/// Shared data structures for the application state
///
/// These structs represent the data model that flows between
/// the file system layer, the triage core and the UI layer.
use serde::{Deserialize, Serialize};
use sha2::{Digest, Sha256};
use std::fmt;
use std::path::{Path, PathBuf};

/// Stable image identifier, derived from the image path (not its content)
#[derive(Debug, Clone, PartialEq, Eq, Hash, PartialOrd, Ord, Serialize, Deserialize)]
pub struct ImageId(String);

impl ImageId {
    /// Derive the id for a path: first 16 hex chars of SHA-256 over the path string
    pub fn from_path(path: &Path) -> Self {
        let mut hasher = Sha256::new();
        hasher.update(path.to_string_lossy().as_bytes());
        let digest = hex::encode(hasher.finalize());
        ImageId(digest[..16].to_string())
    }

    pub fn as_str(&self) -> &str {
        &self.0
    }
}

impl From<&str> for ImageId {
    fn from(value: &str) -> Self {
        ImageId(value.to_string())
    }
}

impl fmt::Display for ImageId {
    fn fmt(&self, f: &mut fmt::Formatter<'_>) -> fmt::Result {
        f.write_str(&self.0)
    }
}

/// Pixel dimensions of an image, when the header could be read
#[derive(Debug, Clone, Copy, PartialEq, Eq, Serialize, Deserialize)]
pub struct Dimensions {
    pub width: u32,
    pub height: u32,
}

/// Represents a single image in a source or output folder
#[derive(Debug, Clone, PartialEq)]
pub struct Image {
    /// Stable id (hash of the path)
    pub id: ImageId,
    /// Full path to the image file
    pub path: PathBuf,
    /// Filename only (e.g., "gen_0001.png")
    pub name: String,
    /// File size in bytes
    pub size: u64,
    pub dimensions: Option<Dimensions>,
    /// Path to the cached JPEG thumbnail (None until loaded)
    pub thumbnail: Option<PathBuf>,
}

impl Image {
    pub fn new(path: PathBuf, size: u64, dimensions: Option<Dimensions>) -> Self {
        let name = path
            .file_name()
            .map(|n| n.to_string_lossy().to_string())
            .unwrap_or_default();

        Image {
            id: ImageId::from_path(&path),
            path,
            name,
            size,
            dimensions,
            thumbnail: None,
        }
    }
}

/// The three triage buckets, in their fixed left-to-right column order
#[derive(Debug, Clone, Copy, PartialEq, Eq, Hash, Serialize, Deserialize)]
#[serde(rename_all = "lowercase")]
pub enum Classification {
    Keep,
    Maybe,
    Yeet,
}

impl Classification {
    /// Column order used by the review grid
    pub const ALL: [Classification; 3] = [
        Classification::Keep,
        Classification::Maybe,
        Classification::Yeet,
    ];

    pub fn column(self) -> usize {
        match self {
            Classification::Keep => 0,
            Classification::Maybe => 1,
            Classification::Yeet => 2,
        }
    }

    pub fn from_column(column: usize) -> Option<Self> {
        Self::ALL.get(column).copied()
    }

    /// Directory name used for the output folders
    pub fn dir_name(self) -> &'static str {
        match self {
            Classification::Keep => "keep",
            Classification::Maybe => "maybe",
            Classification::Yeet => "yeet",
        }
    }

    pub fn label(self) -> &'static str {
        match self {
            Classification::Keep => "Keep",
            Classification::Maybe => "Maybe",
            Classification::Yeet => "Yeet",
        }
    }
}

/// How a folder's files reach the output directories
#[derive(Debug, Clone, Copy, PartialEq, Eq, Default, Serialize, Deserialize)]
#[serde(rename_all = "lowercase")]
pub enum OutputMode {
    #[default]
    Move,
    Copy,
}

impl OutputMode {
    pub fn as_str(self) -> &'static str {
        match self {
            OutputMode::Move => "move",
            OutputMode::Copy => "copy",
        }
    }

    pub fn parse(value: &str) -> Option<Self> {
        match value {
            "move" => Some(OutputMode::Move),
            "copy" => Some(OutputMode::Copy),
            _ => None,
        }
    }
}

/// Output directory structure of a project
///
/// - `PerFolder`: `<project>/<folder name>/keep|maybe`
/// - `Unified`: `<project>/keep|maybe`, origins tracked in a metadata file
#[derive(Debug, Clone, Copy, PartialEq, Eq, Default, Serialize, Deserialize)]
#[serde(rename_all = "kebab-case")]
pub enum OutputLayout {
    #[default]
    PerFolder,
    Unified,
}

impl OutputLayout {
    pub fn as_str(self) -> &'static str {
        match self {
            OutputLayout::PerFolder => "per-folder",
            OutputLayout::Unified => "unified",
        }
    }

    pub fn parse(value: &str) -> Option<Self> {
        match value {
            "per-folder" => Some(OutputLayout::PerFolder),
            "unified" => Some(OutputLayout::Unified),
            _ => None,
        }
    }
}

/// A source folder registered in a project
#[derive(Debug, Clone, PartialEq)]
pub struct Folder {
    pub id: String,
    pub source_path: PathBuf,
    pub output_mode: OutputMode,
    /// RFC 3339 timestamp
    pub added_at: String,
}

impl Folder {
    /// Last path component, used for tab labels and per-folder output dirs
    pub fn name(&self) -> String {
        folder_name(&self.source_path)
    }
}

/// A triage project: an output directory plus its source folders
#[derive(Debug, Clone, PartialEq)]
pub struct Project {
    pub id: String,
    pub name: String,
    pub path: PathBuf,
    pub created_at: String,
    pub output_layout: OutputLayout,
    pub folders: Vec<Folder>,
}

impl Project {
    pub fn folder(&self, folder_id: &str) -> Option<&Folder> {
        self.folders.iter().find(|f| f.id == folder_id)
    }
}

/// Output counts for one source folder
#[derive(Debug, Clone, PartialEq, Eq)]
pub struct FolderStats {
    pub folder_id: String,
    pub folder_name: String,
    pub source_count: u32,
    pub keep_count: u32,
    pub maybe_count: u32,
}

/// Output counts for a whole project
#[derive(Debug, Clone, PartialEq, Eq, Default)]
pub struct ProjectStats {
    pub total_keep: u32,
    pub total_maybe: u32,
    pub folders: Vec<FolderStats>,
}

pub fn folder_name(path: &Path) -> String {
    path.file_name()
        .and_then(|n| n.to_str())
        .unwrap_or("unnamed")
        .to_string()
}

* * *

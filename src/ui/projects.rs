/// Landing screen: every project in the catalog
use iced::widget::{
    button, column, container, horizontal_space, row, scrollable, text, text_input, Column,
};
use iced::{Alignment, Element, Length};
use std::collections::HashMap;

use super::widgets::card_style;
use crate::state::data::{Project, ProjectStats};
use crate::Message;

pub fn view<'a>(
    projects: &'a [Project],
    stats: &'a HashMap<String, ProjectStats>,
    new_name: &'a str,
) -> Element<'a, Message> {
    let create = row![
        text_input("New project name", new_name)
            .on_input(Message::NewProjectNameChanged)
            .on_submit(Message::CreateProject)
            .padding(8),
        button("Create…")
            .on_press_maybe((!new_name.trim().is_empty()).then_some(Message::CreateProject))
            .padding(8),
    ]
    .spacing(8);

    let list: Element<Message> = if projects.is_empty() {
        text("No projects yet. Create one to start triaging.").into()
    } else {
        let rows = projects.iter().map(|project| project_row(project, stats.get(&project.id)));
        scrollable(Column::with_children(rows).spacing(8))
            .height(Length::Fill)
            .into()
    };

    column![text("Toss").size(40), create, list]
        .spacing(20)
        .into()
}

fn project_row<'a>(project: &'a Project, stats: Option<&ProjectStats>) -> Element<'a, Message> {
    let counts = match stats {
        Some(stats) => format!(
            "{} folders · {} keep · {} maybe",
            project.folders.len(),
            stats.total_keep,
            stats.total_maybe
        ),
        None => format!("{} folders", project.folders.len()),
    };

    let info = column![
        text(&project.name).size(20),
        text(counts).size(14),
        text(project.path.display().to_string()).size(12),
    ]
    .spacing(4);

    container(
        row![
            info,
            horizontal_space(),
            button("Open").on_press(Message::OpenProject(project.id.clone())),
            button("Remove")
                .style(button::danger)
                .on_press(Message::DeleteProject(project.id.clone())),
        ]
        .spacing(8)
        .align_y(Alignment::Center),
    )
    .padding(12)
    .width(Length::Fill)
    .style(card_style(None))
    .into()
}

==

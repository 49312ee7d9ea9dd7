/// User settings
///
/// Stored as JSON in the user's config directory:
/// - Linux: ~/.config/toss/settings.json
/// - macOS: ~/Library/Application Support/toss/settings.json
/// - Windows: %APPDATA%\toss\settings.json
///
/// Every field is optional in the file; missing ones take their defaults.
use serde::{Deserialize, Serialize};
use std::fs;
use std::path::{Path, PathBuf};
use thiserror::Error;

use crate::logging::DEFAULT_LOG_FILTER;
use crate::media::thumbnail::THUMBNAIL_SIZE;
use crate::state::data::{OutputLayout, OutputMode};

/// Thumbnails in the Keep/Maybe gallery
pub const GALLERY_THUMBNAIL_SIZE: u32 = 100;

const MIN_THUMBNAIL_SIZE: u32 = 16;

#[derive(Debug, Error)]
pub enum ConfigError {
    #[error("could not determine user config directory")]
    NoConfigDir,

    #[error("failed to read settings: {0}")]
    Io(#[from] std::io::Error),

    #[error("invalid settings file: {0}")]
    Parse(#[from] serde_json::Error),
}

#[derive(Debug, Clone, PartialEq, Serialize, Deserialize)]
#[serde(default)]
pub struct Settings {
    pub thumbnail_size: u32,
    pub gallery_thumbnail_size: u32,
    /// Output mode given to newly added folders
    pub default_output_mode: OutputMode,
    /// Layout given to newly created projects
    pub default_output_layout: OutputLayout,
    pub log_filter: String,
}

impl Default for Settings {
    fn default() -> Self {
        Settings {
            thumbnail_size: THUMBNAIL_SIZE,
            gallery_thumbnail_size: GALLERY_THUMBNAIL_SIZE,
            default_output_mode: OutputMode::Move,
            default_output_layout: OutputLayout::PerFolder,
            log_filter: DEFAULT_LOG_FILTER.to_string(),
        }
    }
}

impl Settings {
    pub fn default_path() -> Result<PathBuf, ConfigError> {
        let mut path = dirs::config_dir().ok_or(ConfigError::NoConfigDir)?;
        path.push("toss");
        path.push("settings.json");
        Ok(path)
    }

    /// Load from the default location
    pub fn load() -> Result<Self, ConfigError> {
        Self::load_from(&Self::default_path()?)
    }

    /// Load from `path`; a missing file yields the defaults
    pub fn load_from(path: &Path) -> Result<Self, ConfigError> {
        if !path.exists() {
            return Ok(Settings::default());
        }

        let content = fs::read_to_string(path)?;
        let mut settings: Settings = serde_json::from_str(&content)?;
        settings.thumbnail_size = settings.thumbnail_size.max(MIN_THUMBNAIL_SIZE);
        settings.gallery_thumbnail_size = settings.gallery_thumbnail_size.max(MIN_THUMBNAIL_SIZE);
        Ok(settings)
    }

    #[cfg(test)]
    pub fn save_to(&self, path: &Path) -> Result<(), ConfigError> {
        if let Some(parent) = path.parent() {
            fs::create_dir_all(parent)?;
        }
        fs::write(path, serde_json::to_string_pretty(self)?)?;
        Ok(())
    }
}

> **What is being asked**
Using the records above, restate word for word the lines from the one with "the application state" through the one with "could be read", both included.

> **Answer below**
/// Shared data structures for the application state
///
/// These structs represent the data model that flows between
/// the file system layer, the triage core and the UI layer.
use serde::{Deserialize, Serialize};
use sha2::{Digest, Sha256};
use std::fmt;
use std::path::{Path, PathBuf};

/// Stable image identifier, derived from the image path (not its content)
#[derive(Debug, Clone, PartialEq, Eq, Hash, PartialOrd, Ord, Serialize, Deserialize)]
pub struct ImageId(String);

impl ImageId {
    /// Derive the id for a path: first 16 hex chars of SHA-256 over the path string
    pub fn from_path(path: &Path) -> Self {
        let mut hasher = Sha256::new();
        hasher.update(path.to_string_lossy().as_bytes());
        let digest = hex::encode(hasher.finalize());
        ImageId(digest[..16].to_string())
    }

    pub fn as_str(&self) -> &str {
        &self.0
    }
}

impl From<&str> for ImageId {
    fn from(value: &str) -> Self {
        ImageId(value.to_string())
    }
}

impl fmt::Display for ImageId {
    fn fmt(&self, f: &mut fmt::Formatter<'_>) -> fmt::Result {
        f.write_str(&self.0)
    }
}

/// Pixel dimensions of an image, when the header could be read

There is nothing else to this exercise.